START DATA SECTION

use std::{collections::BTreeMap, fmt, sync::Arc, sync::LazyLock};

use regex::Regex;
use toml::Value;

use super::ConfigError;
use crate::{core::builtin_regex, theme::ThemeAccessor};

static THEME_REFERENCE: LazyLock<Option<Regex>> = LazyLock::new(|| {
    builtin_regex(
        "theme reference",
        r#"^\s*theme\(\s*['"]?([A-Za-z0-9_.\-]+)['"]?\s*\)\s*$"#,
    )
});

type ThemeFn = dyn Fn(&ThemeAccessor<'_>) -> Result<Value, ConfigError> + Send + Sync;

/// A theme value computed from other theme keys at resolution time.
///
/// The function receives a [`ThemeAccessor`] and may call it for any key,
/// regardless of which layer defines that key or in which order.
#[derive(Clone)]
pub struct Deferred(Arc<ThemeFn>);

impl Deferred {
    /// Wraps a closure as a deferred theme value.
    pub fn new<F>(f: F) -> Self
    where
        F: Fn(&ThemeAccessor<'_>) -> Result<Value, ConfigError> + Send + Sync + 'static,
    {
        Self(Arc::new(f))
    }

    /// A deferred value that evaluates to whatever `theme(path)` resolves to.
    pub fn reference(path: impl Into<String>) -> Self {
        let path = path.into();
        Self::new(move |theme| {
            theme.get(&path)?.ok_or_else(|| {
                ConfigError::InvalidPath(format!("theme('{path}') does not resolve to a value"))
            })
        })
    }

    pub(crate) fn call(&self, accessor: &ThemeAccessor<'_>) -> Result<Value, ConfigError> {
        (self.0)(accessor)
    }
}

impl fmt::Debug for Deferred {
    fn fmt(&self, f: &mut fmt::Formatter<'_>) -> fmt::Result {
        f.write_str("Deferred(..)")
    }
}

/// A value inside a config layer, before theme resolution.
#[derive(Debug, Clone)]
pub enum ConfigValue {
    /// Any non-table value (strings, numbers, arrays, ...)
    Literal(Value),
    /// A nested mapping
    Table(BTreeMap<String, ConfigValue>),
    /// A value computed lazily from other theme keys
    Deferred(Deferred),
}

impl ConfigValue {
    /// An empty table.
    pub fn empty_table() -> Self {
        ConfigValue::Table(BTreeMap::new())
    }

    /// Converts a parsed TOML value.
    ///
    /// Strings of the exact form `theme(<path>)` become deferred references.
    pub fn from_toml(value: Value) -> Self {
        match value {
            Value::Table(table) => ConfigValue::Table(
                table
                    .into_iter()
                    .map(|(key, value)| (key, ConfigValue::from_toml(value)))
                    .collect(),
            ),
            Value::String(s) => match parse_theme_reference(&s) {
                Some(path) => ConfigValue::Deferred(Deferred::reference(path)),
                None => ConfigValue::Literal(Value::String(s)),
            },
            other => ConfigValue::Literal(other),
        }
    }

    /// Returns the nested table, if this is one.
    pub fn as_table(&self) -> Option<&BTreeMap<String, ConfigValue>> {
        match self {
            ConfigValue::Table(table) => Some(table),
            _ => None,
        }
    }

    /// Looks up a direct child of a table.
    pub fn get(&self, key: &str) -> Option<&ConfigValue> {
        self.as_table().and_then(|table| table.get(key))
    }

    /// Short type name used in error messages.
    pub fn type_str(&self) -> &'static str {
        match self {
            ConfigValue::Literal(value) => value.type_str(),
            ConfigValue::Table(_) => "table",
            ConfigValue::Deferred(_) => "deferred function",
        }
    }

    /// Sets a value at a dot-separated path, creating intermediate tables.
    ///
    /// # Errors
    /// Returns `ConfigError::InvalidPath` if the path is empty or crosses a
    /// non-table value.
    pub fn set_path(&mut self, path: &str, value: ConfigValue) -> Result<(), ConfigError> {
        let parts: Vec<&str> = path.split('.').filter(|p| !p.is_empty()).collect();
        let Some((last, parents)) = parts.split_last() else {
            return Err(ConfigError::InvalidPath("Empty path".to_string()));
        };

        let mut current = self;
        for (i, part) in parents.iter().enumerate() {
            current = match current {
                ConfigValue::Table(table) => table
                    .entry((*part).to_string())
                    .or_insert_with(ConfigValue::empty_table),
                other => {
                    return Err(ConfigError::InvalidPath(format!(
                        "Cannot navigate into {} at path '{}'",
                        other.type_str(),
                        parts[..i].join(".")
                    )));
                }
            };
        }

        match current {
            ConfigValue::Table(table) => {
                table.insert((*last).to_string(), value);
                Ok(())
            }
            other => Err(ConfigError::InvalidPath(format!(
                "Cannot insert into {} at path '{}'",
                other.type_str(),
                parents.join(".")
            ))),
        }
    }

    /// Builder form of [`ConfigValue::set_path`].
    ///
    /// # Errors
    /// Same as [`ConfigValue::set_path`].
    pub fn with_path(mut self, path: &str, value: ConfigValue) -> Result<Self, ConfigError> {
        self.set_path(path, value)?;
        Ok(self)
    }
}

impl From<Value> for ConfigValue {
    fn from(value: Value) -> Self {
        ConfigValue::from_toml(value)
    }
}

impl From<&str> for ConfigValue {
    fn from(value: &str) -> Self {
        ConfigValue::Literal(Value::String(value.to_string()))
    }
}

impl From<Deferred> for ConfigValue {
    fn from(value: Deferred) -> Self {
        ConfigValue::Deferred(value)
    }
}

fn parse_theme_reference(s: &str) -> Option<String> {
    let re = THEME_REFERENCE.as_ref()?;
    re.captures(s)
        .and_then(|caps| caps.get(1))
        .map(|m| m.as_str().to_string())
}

END DATA SECTION
START DATA SECTION

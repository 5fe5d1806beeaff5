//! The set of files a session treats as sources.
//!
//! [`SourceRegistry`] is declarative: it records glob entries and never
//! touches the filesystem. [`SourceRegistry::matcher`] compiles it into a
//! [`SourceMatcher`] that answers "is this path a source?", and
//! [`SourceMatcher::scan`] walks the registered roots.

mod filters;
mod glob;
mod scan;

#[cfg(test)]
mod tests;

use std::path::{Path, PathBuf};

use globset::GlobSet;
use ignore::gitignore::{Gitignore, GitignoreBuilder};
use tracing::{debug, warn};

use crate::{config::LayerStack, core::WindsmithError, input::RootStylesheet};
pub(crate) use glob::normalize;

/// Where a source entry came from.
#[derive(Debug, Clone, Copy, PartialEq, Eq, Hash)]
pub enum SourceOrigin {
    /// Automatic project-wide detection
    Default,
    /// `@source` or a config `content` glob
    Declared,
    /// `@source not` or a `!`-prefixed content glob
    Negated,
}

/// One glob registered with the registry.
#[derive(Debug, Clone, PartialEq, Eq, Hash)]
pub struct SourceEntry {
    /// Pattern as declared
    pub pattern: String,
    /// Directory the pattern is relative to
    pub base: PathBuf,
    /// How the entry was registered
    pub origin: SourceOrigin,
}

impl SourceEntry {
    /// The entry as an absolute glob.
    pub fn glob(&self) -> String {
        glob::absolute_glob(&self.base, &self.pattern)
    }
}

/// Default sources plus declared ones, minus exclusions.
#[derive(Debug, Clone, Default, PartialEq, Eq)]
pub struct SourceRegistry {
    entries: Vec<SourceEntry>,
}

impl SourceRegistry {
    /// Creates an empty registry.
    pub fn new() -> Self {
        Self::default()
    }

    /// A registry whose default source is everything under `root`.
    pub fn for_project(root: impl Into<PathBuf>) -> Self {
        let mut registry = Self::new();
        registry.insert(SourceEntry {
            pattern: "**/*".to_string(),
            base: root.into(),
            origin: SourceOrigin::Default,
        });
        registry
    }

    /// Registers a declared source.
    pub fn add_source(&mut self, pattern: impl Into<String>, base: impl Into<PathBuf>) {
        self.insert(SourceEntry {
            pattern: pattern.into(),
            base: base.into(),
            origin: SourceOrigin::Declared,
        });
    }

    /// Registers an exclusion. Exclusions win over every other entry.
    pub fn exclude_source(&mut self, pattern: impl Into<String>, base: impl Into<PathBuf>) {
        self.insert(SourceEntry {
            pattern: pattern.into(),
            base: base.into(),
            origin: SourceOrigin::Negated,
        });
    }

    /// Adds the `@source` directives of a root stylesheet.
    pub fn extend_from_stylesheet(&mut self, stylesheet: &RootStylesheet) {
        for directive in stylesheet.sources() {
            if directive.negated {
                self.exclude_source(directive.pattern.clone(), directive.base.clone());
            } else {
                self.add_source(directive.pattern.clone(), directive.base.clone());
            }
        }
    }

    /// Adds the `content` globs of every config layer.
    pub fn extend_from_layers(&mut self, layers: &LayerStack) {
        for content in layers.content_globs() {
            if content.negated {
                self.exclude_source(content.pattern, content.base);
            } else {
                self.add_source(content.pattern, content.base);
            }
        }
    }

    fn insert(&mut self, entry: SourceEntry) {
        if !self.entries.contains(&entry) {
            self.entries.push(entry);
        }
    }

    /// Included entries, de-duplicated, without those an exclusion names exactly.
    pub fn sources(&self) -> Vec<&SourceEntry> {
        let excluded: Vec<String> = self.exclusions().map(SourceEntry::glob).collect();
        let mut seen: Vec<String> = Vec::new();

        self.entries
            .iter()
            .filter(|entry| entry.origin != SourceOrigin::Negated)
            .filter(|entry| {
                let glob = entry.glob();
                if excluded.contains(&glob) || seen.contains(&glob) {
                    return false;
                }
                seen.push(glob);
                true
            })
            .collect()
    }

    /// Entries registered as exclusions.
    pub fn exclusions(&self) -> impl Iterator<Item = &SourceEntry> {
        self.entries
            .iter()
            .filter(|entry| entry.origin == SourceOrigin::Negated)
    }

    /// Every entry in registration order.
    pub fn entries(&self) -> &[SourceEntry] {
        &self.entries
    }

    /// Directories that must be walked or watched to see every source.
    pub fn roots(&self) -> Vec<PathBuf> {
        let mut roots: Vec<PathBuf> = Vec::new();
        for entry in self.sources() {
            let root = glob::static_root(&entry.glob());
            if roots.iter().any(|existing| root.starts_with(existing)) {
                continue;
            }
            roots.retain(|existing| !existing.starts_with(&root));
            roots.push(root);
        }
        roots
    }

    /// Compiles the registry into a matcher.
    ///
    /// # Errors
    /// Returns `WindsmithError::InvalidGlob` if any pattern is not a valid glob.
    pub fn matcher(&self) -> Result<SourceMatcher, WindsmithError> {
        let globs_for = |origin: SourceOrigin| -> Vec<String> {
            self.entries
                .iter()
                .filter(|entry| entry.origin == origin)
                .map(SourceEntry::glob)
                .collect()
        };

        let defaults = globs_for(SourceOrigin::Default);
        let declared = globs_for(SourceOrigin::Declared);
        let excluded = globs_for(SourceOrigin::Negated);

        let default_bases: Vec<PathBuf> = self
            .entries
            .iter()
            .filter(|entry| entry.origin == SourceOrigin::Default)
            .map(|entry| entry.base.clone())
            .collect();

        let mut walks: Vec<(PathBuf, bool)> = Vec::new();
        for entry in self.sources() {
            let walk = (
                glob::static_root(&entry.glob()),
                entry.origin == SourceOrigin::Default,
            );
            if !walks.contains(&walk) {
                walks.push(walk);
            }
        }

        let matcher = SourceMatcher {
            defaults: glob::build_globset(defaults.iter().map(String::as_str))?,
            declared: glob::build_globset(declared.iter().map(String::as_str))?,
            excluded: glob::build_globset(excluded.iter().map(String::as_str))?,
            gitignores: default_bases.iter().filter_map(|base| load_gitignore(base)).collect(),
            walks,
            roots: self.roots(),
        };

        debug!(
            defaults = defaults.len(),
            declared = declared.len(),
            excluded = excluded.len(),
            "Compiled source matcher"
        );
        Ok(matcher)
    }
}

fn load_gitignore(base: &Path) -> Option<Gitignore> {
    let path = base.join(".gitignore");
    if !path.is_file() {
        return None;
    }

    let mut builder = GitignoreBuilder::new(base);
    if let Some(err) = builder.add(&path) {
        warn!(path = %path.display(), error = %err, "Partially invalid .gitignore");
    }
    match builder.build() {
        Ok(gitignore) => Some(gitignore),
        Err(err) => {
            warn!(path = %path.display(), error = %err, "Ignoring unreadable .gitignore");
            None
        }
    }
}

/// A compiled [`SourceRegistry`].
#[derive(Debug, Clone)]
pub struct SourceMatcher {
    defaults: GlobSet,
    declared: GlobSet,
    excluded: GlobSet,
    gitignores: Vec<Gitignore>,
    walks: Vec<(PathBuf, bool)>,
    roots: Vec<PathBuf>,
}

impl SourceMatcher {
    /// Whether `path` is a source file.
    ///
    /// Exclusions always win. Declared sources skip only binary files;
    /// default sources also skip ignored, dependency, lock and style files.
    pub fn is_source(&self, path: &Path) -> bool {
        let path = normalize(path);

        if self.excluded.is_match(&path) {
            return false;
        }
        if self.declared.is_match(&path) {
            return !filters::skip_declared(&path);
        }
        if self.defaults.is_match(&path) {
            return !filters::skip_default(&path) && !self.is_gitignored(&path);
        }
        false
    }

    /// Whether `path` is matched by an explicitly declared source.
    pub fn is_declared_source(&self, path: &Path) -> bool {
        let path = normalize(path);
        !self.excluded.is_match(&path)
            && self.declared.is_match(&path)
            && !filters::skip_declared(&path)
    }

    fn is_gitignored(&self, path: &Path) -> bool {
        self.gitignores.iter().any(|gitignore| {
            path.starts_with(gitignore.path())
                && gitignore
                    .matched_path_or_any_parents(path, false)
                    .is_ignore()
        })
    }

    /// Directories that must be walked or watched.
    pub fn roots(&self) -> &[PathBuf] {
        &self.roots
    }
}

END DATA SECTION

▸ **TASK DETAILS**
The word to find is "computed". Copy every line of the records that holds it.

▸ **ANSWER TO THIS EXERCISE**
/// A theme value computed from other theme keys at resolution time.
    /// A value computed lazily from other theme keys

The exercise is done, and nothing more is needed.